* _What to work on_
Copy out each line of the data that contains "AppState".

* _Supplied data_
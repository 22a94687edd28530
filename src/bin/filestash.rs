use std::net::{IpAddr, SocketAddr};
use std::str::FromStr;
use std::sync::Arc;

use clap::Parser;
use filestash::app::build;
use filestash::state::AppState;
use filestash::storage::{ObjectStore, S3Config, S3Store};

#[derive(Parser, Debug)]
#[command(version)]
struct Cli {
    #[arg(long, default_value = "./filestash.sqlite")]
    sqlite_path: String,

    #[arg(long, default_value_t = 8000)]
    port: u16,

    #[arg(long, default_value = "127.0.0.1")]
    bind_address: String,

    /// Bucket holding the uploaded objects.
    #[arg(long)]
    bucket: String,

    #[arg(long)]
    region: Option<String>,

    /// Custom S3-compatible endpoint (garage, minio). Implies path-style
    /// addressing.
    #[arg(long)]
    endpoint: Option<String>,

    /// Base url prepended to object keys to form the public reference.
    #[arg(long)]
    public_base_url: String,

    /// Key prefix under which objects are stored.
    #[arg(long, default_value = "sub")]
    directory: String,
}

#[tokio::main]
async fn main() -> Result<(), axum::BoxError> {
    tracing_subscriber::fmt::init();

    let cli = Cli::parse();

    tokio::fs::OpenOptions::new()
        .create(true)
        .truncate(false)
        .write(true)
        .open(&cli.sqlite_path)
        .await?;

    let store: Arc<dyn ObjectStore> = Arc::new(
        S3Store::new(S3Config {
            bucket: cli.bucket,
            region: cli.region,
            endpoint: cli.endpoint,
            public_base_url: cli.public_base_url,
        })
        .await,
    );

    let state = AppState::new(&cli.sqlite_path, store, &cli.directory).await?;
    state.db.migrate().await?;

    let addr = IpAddr::from_str(&cli.bind_address)?;
    let addr = SocketAddr::from((addr, cli.port));
    let app = build(state);

    tracing::info!("Listening on {}", addr);
    axum::Server::bind(&addr)
        .serve(app.into_make_service())
        .await?;

    Ok(())
}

* _Task solution_
use filestash::state::AppState;
    let state = AppState::new(&cli.sqlite_path, store, &cli.directory).await?;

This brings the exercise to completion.